The message generator generates a RFC822/MIME message out of :mime-part objects.

procedure: (mime-part-write PART-INFO)

Formats PART-INFO as a MIME message and writes the result to the current output port.

PART-INFO may describe a single mail body or a multipart/* or message/* hierarchy.

For multipart messages a boundary may be given in (mime-part:parameters PART-INFO) which will be used as a base for the message boundary (but modified if needed).

If (mime-part:transfer-encoding PART-INFO) specifies "base64" or "quoted-printable" the body is encoded accordingly; else it is put into the message literally.

procedure: (mime-part->string PART-INFO)

Like (mime-part-write) but returns the message as a string.

Examples

The simplest form of MIME message parser would be like this:

(let ((headers (rfc822-header->list port)))
  (mime-parse-message port headers
                      (cut mime-body->string <> <>)))

This reads all the message on memory (i.e. the "leaf" :mime-part records' content fields would hold the part's body as a string), and returns the top :mime-part record. Content transfer encoding is recognized and handled, but character set conversion isn't done.

You may want to feed the message body to a file directly, or even want to skip some body according to mime media types and/or other header information. Then you can put the logic in the handler closure. That's the reason that this module provides building blocks, instead of all-in-one procedure.
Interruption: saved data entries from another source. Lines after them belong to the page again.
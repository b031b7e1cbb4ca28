//! Settlement Watcher
//!
//! A long-lived task that polls the payment provider for charge records,
//! spots newly settled ones, and dispatches notification emails. A
//! process-lifetime notified set guarantees each settled charge is emailed
//! at most once; the set is owned exclusively by the watcher task, so no
//! locking is involved. Restarting the process loses the set, which can
//! produce duplicate notifications across restarts.
//!
//! Per-charge lifecycle as observed here: `pending -> settled -> notified`,
//! with `notified` terminal.

use std::collections::HashSet;
use std::sync::Arc;
use std::time::Duration;

use tokio::time::MissedTickBehavior;
use tokio_util::sync::CancellationToken;

use donate_payments::provider::PaymentProvider;

use crate::error::Result;
use crate::mailer::Mailer;
use crate::message::Notice;

/// Watcher configuration
#[derive(Clone, Debug)]
pub struct WatcherConfig {
    /// Time between provider polls
    pub interval: Duration,

    /// Recipient of the unconditional settlement notices
    pub admin_email: String,
}

impl WatcherConfig {
    pub fn new(interval: Duration, admin_email: impl Into<String>) -> Self {
        Self {
            interval,
            admin_email: admin_email.into(),
        }
    }
}

/// Polls for newly settled charges and dispatches notifications
pub struct SettlementWatcher {
    provider: Arc<dyn PaymentProvider>,
    mailer: Arc<dyn Mailer>,
    config: WatcherConfig,
    notified: HashSet<String>,
}

impl SettlementWatcher {
    pub fn new(
        provider: Arc<dyn PaymentProvider>,
        mailer: Arc<dyn Mailer>,
        config: WatcherConfig,
    ) -> Self {
        Self {
            provider,
            mailer,
            config,
            notified: HashSet::new(),
        }
    }

    /// Run until the cancellation token fires.
    ///
    /// A failed poll only costs that iteration; the next tick retries.
    pub async fn run(mut self, cancel: CancellationToken) {
        tracing::info!(
            provider = self.provider.name(),
            interval_secs = self.config.interval.as_secs_f64(),
            "Settlement watcher started"
        );

        let mut ticker = tokio::time::interval(self.config.interval);
        ticker.set_missed_tick_behavior(MissedTickBehavior::Delay);

        loop {
            tokio::select! {
                () = cancel.cancelled() => {
                    tracing::info!("Settlement watcher shutting down");
                    return;
                }
                _ = ticker.tick() => {
                    match self.poll_once().await {
                        Ok(0) => {}
                        Ok(n) => tracing::info!(newly_notified = n, "Dispatched settlement notifications"),
                        Err(e) => tracing::warn!(error = %e, "Settlement poll failed, retrying next tick"),
                    }
                }
            }
        }
    }

    /// One poll iteration; returns how many charges were newly notified.
    ///
    /// Email failures are logged and swallowed here: the charge id goes into
    /// the notified set before any send, so delivery is at-most-once even
    /// when the relay misbehaves mid-batch.
    pub async fn poll_once(&mut self) -> Result<usize> {
        let charges = self.provider.list_charges().await?;
        let mut newly_notified = 0;

        for charge in charges {
            if !charge.status.is_settled() {
                continue;
            }
            if !self.notified.insert(charge.id.clone()) {
                continue;
            }
            newly_notified += 1;

            // Donor email is best-effort: the provider may have none on file.
            if let Some(donor_email) = &charge.payer_email {
                let notice = Notice::donor(charge.amount);
                if let Err(e) = self
                    .mailer
                    .send(donor_email, &notice.subject, &notice.body)
                    .await
                {
                    tracing::warn!(
                        charge_id = %charge.id,
                        error = %e,
                        "Failed to send donor notification"
                    );
                }
            }

            let notice = Notice::admin(&charge.payer_username, charge.amount);
            if let Err(e) = self
                .mailer
                .send(&self.config.admin_email, &notice.subject, &notice.body)
                .await
            {
                tracing::warn!(
                    charge_id = %charge.id,
                    error = %e,
                    "Failed to send admin notification"
                );
            }

            tracing::info!(
                charge_id = %charge.id,
                payer = %charge.payer_username,
                amount = %charge.amount,
                "Settled donation processed"
            );
        }

        Ok(newly_notified)
    }
}

#[cfg(test)]
mod tests {
    use super::*;
    use crate::mailer::RecordingMailer;
    use donate_payments::charge::ChargeStatus;
    use donate_payments::provider::MockProvider;
    use rust_decimal_macros::dec;

    const ADMIN: &str = "admin@example.com";

    fn watcher(
        provider: &Arc<MockProvider>,
        mailer: &Arc<RecordingMailer>,
    ) -> SettlementWatcher {
        SettlementWatcher::new(
            provider.clone(),
            mailer.clone(),
            WatcherConfig::new(Duration::from_millis(10), ADMIN),
        )
    }

    #[tokio::test]
    async fn test_settled_charge_notifies_donor_and_admin_once() {
        let provider = Arc::new(MockProvider::new());
        let mailer = Arc::new(RecordingMailer::new());
        provider.add_charge(
            "c1",
            ChargeStatus::Settled,
            "donor1",
            Some("d@x.com"),
            dec!(25),
        );

        let mut watcher = watcher(&provider, &mailer);

        // Same record observed on two consecutive polls
        assert_eq!(watcher.poll_once().await.unwrap(), 1);
        assert_eq!(watcher.poll_once().await.unwrap(), 0);

        assert_eq!(mailer.sent_to("d@x.com").len(), 1);
        assert_eq!(mailer.sent_to(ADMIN).len(), 1);
    }

    #[tokio::test]
    async fn test_pending_charge_sends_nothing_until_settled() {
        let provider = Arc::new(MockProvider::new());
        let mailer = Arc::new(RecordingMailer::new());
        provider.add_charge("c1", ChargeStatus::Pending, "donor1", Some("d@x.com"), dec!(5));

        let mut watcher = watcher(&provider, &mailer);
        watcher.poll_once().await.unwrap();
        assert!(mailer.sent().is_empty());

        provider.settle("c1");
        assert_eq!(watcher.poll_once().await.unwrap(), 1);
        assert_eq!(mailer.sent().len(), 2);
    }

    #[tokio::test]
    async fn test_missing_donor_email_still_notifies_admin() {
        let provider = Arc::new(MockProvider::new());
        let mailer = Arc::new(RecordingMailer::new());
        provider.add_charge("c1", ChargeStatus::Settled, "donor1", None, dec!(5));

        let mut watcher = watcher(&provider, &mailer);
        watcher.poll_once().await.unwrap();

        let sent = mailer.sent();
        assert_eq!(sent.len(), 1);
        assert_eq!(sent[0].to, ADMIN);
    }

    #[tokio::test]
    async fn test_provider_failure_costs_only_that_poll() {
        let provider = Arc::new(MockProvider::new());
        let mailer = Arc::new(RecordingMailer::new());
        provider.add_charge("c1", ChargeStatus::Settled, "donor1", Some("d@x.com"), dec!(5));

        let mut watcher = watcher(&provider, &mailer);

        provider.set_fail_listing(true);
        assert!(watcher.poll_once().await.is_err());
        assert!(mailer.sent().is_empty());

        provider.set_fail_listing(false);
        assert_eq!(watcher.poll_once().await.unwrap(), 1);
    }

    #[tokio::test]
    async fn test_mailer_failure_does_not_requeue_charge() {
        let provider = Arc::new(MockProvider::new());
        let mailer = Arc::new(RecordingMailer::new());
        provider.add_charge("c1", ChargeStatus::Settled, "donor1", Some("d@x.com"), dec!(5));

        let mut watcher = watcher(&provider, &mailer);

        mailer.set_fail_sends(true);
        assert_eq!(watcher.poll_once().await.unwrap(), 1);

        // Delivery is at-most-once: the charge is not retried once the relay recovers
        mailer.set_fail_sends(false);
        assert_eq!(watcher.poll_once().await.unwrap(), 0);
        assert!(mailer.sent().is_empty());
    }

    #[tokio::test]
    async fn test_run_stops_on_cancellation() {
        let provider = Arc::new(MockProvider::new());
        let mailer = Arc::new(RecordingMailer::new());
        provider.add_charge("c1", ChargeStatus::Settled, "donor1", Some("d@x.com"), dec!(5));

        let watcher = watcher(&provider, &mailer);
        let cancel = CancellationToken::new();
        let handle = tokio::spawn(watcher.run(cancel.clone()));

        // Let at least the immediate first tick fire
        tokio::time::sleep(Duration::from_millis(50)).await;
        cancel.cancel();
        tokio::time::timeout(Duration::from_secs(1), handle)
            .await
            .expect("watcher did not stop after cancellation")
            .unwrap();

        assert_eq!(mailer.sent_to(ADMIN).len(), 1);
    }
}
A simple MIME-Message could be generated as follows:

(mime-part-write
 (make-mime-part
  #:type "multipart"
  #:subtype "mixed"
  #:headers
  '(("from" "test <test@test.com>")
    ("to"   "foo <foo@bar.com>")
    ("mime-version" "1.0")
    ("subject" "a test")
    ("message-id" "<test123@test.com>"))
  #:content
  (list
   (make-mime-part
    #:transfer-encoding "quoted-printable"
    #:content
    "This = a simple test.")
   (make-mime-part
    #:type "application" #:subtype "octet-stream"
    #:transfer-encoding "base64"
    #:content "a simple test"))))
From: test <test@test.com>
To: foo <foo@bar.com>
Mime-Version: 1.0
Subject: a test
Message-Id: <test123@test.com>
Content-Type: multipart/mixed;boundary="MIME-Message-Boundary-"
Content-Transfer-Encoding: 7bit

This message is in MIME format.

--MIME-Message-Boundary-
Content-Type: text/plain
Content-Transfer-Encoding: quoted-printable

This =3D a simple test.
--MIME-Message-Boundary-
Content-Type: application/octet-stream
Content-Transfer-Encoding: base64

YSBzaW1wbGUgdGVzdA==

--MIME-Message-Boundary---

License

Copyright (c) 2000-2004 Shiro Kawai, All rights reserved.

Redistribution and use in source and binary forms, with or without
modification, are permitted provided that the following conditions
are met:

1. Redistributions of source code must retain the above copyright
   notice, this list of conditions and the following disclaimer.

2. Redistributions in binary form must reproduce the above copyright
   notice, this list of conditions and the following disclaimer in the
   documentation and/or other materials provided with the distribution.

3. Neither the name of the authors nor the names of its contributors
   may be used to endorse or promote products derived from this
   software without specific prior written permission.

THIS SOFTWARE IS PROVIDED BY THE COPYRIGHT HOLDERS AND CONTRIBUTORS
"AS IS" AND ANY EXPRESS OR IMPLIED WARRANTIES, INCLUDING, BUT NOT
LIMITED TO, THE IMPLIED WARRANTIES OF MERCHANTABILITY AND FITNESS FOR
A PARTICULAR PURPOSE ARE DISCLAIMED. IN NO EVENT SHALL THE COPYRIGHT
OWNER OR CONTRIBUTORS BE LIABLE FOR ANY DIRECT, INDIRECT, INCIDENTAL,
SPECIAL, EXEMPLARY, OR CONSEQUENTIAL DAMAGES (INCLUDING, BUT NOT LIMITED
TO, PROCUREMENT OF SUBSTITUTE GOODS OR SERVICES; LOSS OF USE, DATA, OR
PROFITS; OR BUSINESS INTERRUPTION) HOWEVER CAUSED AND ON ANY THEORY OF
LIABILITY, WHETHER IN CONTRACT, STRICT LIABILITY, OR TORT (INCLUDING
NEGLIGENCE OR OTHERWISE) ARISING IN ANY WAY OUT OF THE USE OF THIS
SOFTWARE, EVEN IF ADVISED OF THE POSSIBILITY OF SUCH DAMAGE.